### ABOUT THIS TASK
When you reach the line containing "its entries changed." in the data below, begin returning lines exactly as written, and stop once the line containing "release goes away." has been returned.

Saved entries:
******************************

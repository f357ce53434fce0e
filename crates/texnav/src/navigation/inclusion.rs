//
// navigation/inclusion.rs
//
// Inclusion graph between LaTeX documents and root-document discovery
//

use std::collections::{BTreeSet, HashMap, HashSet, VecDeque};
use std::path::{Path, PathBuf};

use super::contract::CommandTable;
use super::lookup::candidate_names;
use super::paths::{join_normalized, normalize_path};
use crate::latex::{declares_document_class, CommandInvocation};

/// Maps any document to the root document of its inclusion graph.
pub trait RootFinder {
    fn root_of(&self, file: &Path) -> PathBuf;
}

impl<F> RootFinder for F
where
    F: Fn(&Path) -> PathBuf,
{
    fn root_of(&self, file: &Path) -> PathBuf {
        self(file)
    }
}

/// Treats every file as its own root.
#[derive(Debug, Clone, Copy, Default)]
pub struct IdentityRoot;

impl RootFinder for IdentityRoot {
    fn root_of(&self, file: &Path) -> PathBuf {
        file.to_path_buf()
    }
}

/// Files that `invocations` pull in, resolved against the including file's directory.
///
/// Only commands whose contract accepts `tex` count. The first accepted
/// extension is appended when the name lacks it; targets need not exist.
pub fn inclusion_targets(
    file: &Path,
    invocations: &[CommandInvocation],
    table: &CommandTable,
) -> Vec<PathBuf> {
    let Some(dir) = file.parent() else {
        return Vec::new();
    };

    let mut targets = Vec::new();
    for invocation in invocations {
        let Some(command) = invocation.command_name() else {
            continue;
        };
        if !table.is_inclusion(command) {
            continue;
        }
        let Some(argument) = table.first_file_argument(command) else {
            continue;
        };
        let Some(param) = invocation.required.get(argument.parameter) else {
            continue;
        };
        let name = super::resolver::strip_delimiters(&param.text);
        // \includeonly takes a comma-separated list
        for part in name.split(',').map(str::trim).filter(|p| !p.is_empty()) {
            if let Some(candidate) = candidate_names(part, argument).into_iter().next() {
                targets.push(join_normalized(dir, &candidate));
            }
        }
    }
    targets
}

/// Who includes whom, plus which documents declare a document class.
#[derive(Debug, Clone)]
pub struct InclusionGraph {
    includes: HashMap<PathBuf, Vec<PathBuf>>,
    included_by: HashMap<PathBuf, BTreeSet<PathBuf>>,
    root_documents: HashSet<PathBuf>,
    max_depth: usize,
}

impl Default for InclusionGraph {
    fn default() -> Self {
        Self::new(16)
    }
}

impl InclusionGraph {
    pub fn new(max_depth: usize) -> Self {
        Self {
            includes: HashMap::new(),
            included_by: HashMap::new(),
            root_documents: HashSet::new(),
            max_depth,
        }
    }

    pub fn set_max_depth(&mut self, max_depth: usize) {
        self.max_depth = max_depth;
    }

    /// Replace everything known about `file` with what `invocations` say.
    pub fn update(&mut self, file: &Path, invocations: &[CommandInvocation], table: &CommandTable) {
        let file = normalize_path(file);
        self.remove(&file);

        let targets = inclusion_targets(&file, invocations, table);
        for target in &targets {
            self.included_by
                .entry(target.clone())
                .or_default()
                .insert(file.clone());
        }
        if declares_document_class(invocations) {
            self.root_documents.insert(file.clone());
        }

        log::trace!(
            "Inclusion graph: '{}' includes {} file(s)",
            file.display(),
            targets.len()
        );
        self.includes.insert(file, targets);
    }

    /// Forget the outgoing edges and root status of `file`.
    pub fn remove(&mut self, file: &Path) {
        let file = normalize_path(file);
        if let Some(old_targets) = self.includes.remove(&file) {
            for target in old_targets {
                if let Some(parents) = self.included_by.get_mut(&target) {
                    parents.remove(&file);
                    if parents.is_empty() {
                        self.included_by.remove(&target);
                    }
                }
            }
        }
        self.root_documents.remove(&file);
    }

    pub fn contains(&self, file: &Path) -> bool {
        self.includes.contains_key(&normalize_path(file))
    }

    pub fn is_root_document(&self, file: &Path) -> bool {
        self.root_documents.contains(&normalize_path(file))
    }

    /// Files that include `file`, in path order.
    pub fn includers(&self, file: &Path) -> Vec<PathBuf> {
        self.included_by
            .get(&normalize_path(file))
            .map(|set| set.iter().cloned().collect())
            .unwrap_or_default()
    }

    pub fn includes(&self, file: &Path) -> &[PathBuf] {
        self.includes
            .get(&normalize_path(file))
            .map(Vec::as_slice)
            .unwrap_or(&[])
    }

    /// Number of documents in the graph.
    pub fn len(&self) -> usize {
        self.includes.len()
    }

    pub fn is_empty(&self) -> bool {
        self.includes.is_empty()
    }
}

impl RootFinder for InclusionGraph {
    /// Breadth-first walk up the reverse inclusion edges to the nearest root
    /// document. Falls back to `file` itself when no root is reachable.
    fn root_of(&self, file: &Path) -> PathBuf {
        let start = normalize_path(file);
        if self.root_documents.contains(&start) {
            return start;
        }

        let mut visited: HashSet<PathBuf> = HashSet::new();
        visited.insert(start.clone());
        let mut queue: VecDeque<(PathBuf, usize)> = VecDeque::new();
        queue.push_back((start.clone(), 0));

        while let Some((current, depth)) = queue.pop_front() {
            if depth >= self.max_depth {
                log::trace!(
                    "Root search for '{}' stopped at depth {}",
                    start.display(),
                    depth
                );
                continue;
            }
            let Some(parents) = self.included_by.get(&current) else {
                continue;
            };
            for parent in parents {
                if !visited.insert(parent.clone()) {
                    continue;
                }
                if self.root_documents.contains(parent) {
                    log::trace!(
                        "Root document of '{}' is '{}'",
                        start.display(),
                        parent.display()
                    );
                    return parent.clone();
                }
                queue.push_back((parent.clone(), depth + 1));
            }
        }

        start
    }
}
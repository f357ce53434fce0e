//
// document.rs
//
// Open document text and its scanned command invocations
//

use ropey::Rope;
use tower_lsp::lsp_types::{Position, TextDocumentContentChangeEvent};

use crate::latex::{scan_commands, CommandInvocation};

/// A scanned document
pub struct Document {
    pub contents: Rope,
    pub invocations: Vec<CommandInvocation>,
    pub version: Option<i32>,
    pub revision: u64,
}

impl Document {
    pub fn new(text: &str, version: Option<i32>) -> Self {
        Self {
            contents: Rope::from_str(text),
            invocations: scan_commands(text),
            version,
            revision: 0,
        }
    }

    pub fn apply_change(&mut self, change: TextDocumentContentChangeEvent) {
        if let Some(range) = change.range {
            let start_idx = position_to_char(&self.contents, range.start);
            let end_idx = position_to_char(&self.contents, range.end).max(start_idx);

            self.contents.remove(start_idx..end_idx);
            self.contents.insert(start_idx, &change.text);
        } else {
            // Full document sync
            self.contents = Rope::from_str(&change.text);
        }

        self.revision += 1;
    }

    /// Re-scan command invocations after a batch of changes.
    pub fn rescan(&mut self) {
        self.invocations = scan_commands(&self.text());
    }

    pub fn text(&self) -> String {
        self.contents.to_string()
    }
}

/// Char index of an LSP position, clamped to the document.
fn position_to_char(contents: &Rope, position: Position) -> usize {
    let line = position.line as usize;
    if line >= contents.len_lines() {
        return contents.len_chars();
    }
    let line_text = contents.line(line).to_string();
    let char_offset = utf16_offset_to_char_offset(&line_text, position.character as usize);
    contents.line_to_char(line) + char_offset
}

fn utf16_offset_to_char_offset(line_text: &str, utf16_offset: usize) -> usize {
    let mut utf16_count = 0;
    let mut char_count = 0;

    for ch in line_text.chars() {
        if utf16_count >= utf16_offset {
            return char_count;
        }
        utf16_count += ch.len_utf16();
        char_count += 1;
    }
    char_count
}
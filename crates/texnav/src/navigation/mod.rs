//
// navigation/mod.rs
//
// File-reference navigation for LaTeX commands
//

pub mod contract;
pub mod inclusion;
pub mod lookup;
pub mod marker;
pub mod paths;
pub mod resolver;
pub mod roots;

pub use contract::{CommandTable, FileArgument};
pub use inclusion::{IdentityRoot, InclusionGraph, RootFinder};
pub use lookup::{DiskLookup, FileLookup};
pub use marker::{IconKey, NavigationMarker};
pub use resolver::{
    collect_navigation_markers, document_markers, resolve_reference, ResolveContext,
};
pub use roots::candidate_roots;
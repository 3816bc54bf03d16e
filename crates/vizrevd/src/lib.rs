//! vizrevd: HTTP surface for the vizrev release review workflow.
//!
//! The binary wires SurrealDB-backed stores into [`AppState`]; tests build
//! the same [`router`] over the in-memory fakes.

pub mod config;
pub mod error;
pub mod response;
pub mod routes;
pub mod state;

use axum::routing::get;
use axum::Router;
use serde::Serialize;
use tower_http::cors::CorsLayer;
use tower_http::trace::TraceLayer;

pub use config::Config;
pub use error::ApiError;
pub use state::AppState;

use response::ApiResponse;

#[derive(Debug, Serialize)]
struct Health {
    version: &'static str,
}

async fn health() -> ApiResponse<Health> {
    ApiResponse::ok(
        "ok",
        Health {
            version: vizrev_core::VERSION,
        },
    )
}

async fn not_found() -> ApiError {
    ApiError::RouteNotFound
}

/// The full application router.
pub fn router(state: AppState) -> Router {
    Router::new()
        .route("/health", get(health))
        .nest("/api", routes::api_routes())
        .fallback(not_found)
        .layer(TraceLayer::new_for_http())
        .layer(CorsLayer::permissive())
        .with_state(state)
}
//! Domain models for vizrev.
//!
//! - `NewRelease`: a release submitted for review
//! - `NewStatus` / `StatusPatch`: reviewer submissions
//! - `ReviewError`: the workflow's error taxonomy

pub mod error;
pub mod release;
pub mod verification;

pub use error::{Result, ReviewError};
pub use release::{validate_patch, NewRelease};
pub use verification::{NewStatus, StatusPatch};
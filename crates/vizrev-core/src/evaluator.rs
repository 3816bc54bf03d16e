//! Majority evaluation of a release's verification entries.
//!
//! Two tests run in a fixed order over the same entries:
//!
//! 1. **Rejection**: entries that are reviewed and not safe. A strict
//!    majority removes the release.
//! 2. **Approval**: entries marked safe, reviewed or not. A strict majority
//!    verifies the release; anything less clears the flag.
//!
//! Unreviewed entries never count as rejections, yet stay in both
//! denominators. Both tests share [`is_strict_majority`], so ties never
//! decide either way.

use serde::Serialize;
use vizrev_state::VerificationEntry;

/// `count` is more than half of `total`. Zero of zero is not a majority.
pub fn is_strict_majority(count: usize, total: usize) -> bool {
    count * 2 > total
}

/// Counts over one release's entries.
#[derive(Debug, Clone, Copy, PartialEq, Eq, Default, Serialize)]
pub struct Tally {
    pub total: usize,
    pub approvals: usize,
    pub rejections: usize,
    pub pending: usize,
}

impl Tally {
    pub fn of(statuses: &[VerificationEntry]) -> Self {
        statuses.iter().fold(
            Tally {
                total: statuses.len(),
                ..Default::default()
            },
            |mut tally, entry| {
                if entry.is_safe {
                    tally.approvals += 1;
                }
                if entry.is_rejection() {
                    tally.rejections += 1;
                }
                if !entry.is_reviewed {
                    tally.pending += 1;
                }
                tally
            },
        )
    }

    pub fn rejected(&self) -> bool {
        is_strict_majority(self.rejections, self.total)
    }

    pub fn approved(&self) -> bool {
        is_strict_majority(self.approvals, self.total)
    }
}

/// What should happen to a release after its entries changed.
#[derive(Debug, Clone, Copy, PartialEq, Eq)]
pub enum Verdict {
    /// The recomputed flag equals the stored one.
    Unchanged,
    /// The flag flips to the contained value.
    Verified(bool),
    /// A majority rejected the release; it must be removed.
    Rejected,
}

impl Verdict {
    /// The `verified` flag to persist, or `None` when the release goes away.
    pub fn verified_flag(self, current: bool) -> Option<bool> {
        match self {
            Verdict::Unchanged => Some(current),
            Verdict::Verified(flag) => Some(flag),
            Verdict::Rejected => None,
        }
    }
}

/// Decide the fate of a release holding `statuses` whose stored flag is `current_verified`.
pub fn evaluate(statuses: &[VerificationEntry], current_verified: bool) -> Verdict {
    let tally = Tally::of(statuses);
    if tally.rejected() {
        return Verdict::Rejected;
    }
    let approved = tally.approved();
    if approved == current_verified {
        Verdict::Unchanged
    } else {
        Verdict::Verified(approved)
    }
}
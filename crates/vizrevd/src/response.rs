//! Response envelope shared by every route: `{ message, result?, error? }`.

use axum::http::StatusCode;
use axum::response::{IntoResponse, Response};
use axum::Json;
use serde::Serialize;

#[derive(Debug, Serialize)]
pub struct Envelope<T: Serialize> {
    pub message: String,
    #[serde(skip_serializing_if = "Option::is_none")]
    pub result: Option<T>,
    #[serde(skip_serializing_if = "Option::is_none")]
    pub error: Option<String>,
}

impl<T: Serialize> Envelope<T> {
    pub fn success(message: impl Into<String>, result: Option<T>) -> Self {
        Self {
            message: message.into(),
            result,
            error: None,
        }
    }

    pub fn failure(message: impl Into<String>, error: impl Into<String>) -> Self {
        Self {
            message: message.into(),
            result: None,
            error: Some(error.into()),
        }
    }
}

impl<T: Serialize> IntoResponse for Envelope<T> {
    fn into_response(self) -> Response {
        Json(self).into_response()
    }
}

/// A successful reply: status code plus envelope.
pub struct ApiResponse<T: Serialize> {
    status: StatusCode,
    body: Envelope<T>,
}

impl<T: Serialize> ApiResponse<T> {
    pub fn ok(message: &str, result: T) -> Self {
        Self {
            status: StatusCode::OK,
            body: Envelope::success(message, Some(result)),
        }
    }

    pub fn created(message: &str, result: T) -> Self {
        Self {
            status: StatusCode::CREATED,
            body: Envelope::success(message, Some(result)),
        }
    }

    /// A 200 reply that carries only a message.
    pub fn notice(message: &str) -> Self {
        Self {
            status: StatusCode::OK,
            body: Envelope::success(message, None),
        }
    }
}

impl<T: Serialize> IntoResponse for ApiResponse<T> {
    fn into_response(self) -> Response {
        (self.status, self.body).into_response()
    }
}

#[cfg(test)]
mod tests {
    use super::*;

    #[test]
    fn test_envelope_omits_absent_fields() {
        let json = serde_json::to_value(Envelope::<()>::success("done", None)).unwrap();
        assert_eq!(json, serde_json::json!({ "message": "done" }));

        let json = serde_json::to_value(Envelope::<()>::failure("Release not found.", "missing"))
            .unwrap();
        assert_eq!(json["error"], "missing");
        assert!(json.get("result").is_none());
    }
}
use std::sync::Arc;

use anyhow::{Context, Result};
use clap::Parser;
use tokio::net::TcpListener;
use tracing::info;
use vizrev_core::{init_tracing, level_for};
use vizrev_state::{SurrealHandle, SurrealReleaseStore, SurrealRepositoryStore};
use vizrevd::{router, AppState, Config};

#[tokio::main]
async fn main() -> Result<()> {
    let config = Config::parse();
    init_tracing(config.json, level_for(config.verbose));

    let handle = Arc::new(
        SurrealHandle::setup_from_env()
            .await
            .context("Failed to connect to vizrev database")?,
    );
    let state = AppState::new(
        Arc::new(SurrealReleaseStore::new(handle.clone())),
        Arc::new(SurrealRepositoryStore::new(handle)),
        config.max_update_attempts,
    );

    let listener = TcpListener::bind(config.bind)
        .await
        .with_context(|| format!("Failed to bind to {}", config.bind))?;
    info!(addr = %config.bind, version = vizrev_core::VERSION, "vizrevd listening");

    axum::serve(listener, router(state))
        .with_graceful_shutdown(shutdown_signal())
        .await
        .context("HTTP server failed")?;

    info!("vizrevd stopped");
    Ok(())
}

async fn shutdown_signal() {
    if let Err(e) = tokio::signal::ctrl_c().await {
        tracing::warn!(error = %e, "Failed to listen for shutdown signal");
        std::future::pending::<()>().await;
    }
    info!("Shutdown signal received");
}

******************************

### WRITTEN SOLUTION
/// What should happen to a release after its entries changed.
#[derive(Debug, Clone, Copy, PartialEq, Eq)]
pub enum Verdict {
    /// The recomputed flag equals the stored one.
    Unchanged,
    /// The flag flips to the contained value.
    Verified(bool),
    /// A majority rejected the release; it must be removed.
    Rejected,
}

impl Verdict {
    /// The `verified` flag to persist, or `None` when the release goes away.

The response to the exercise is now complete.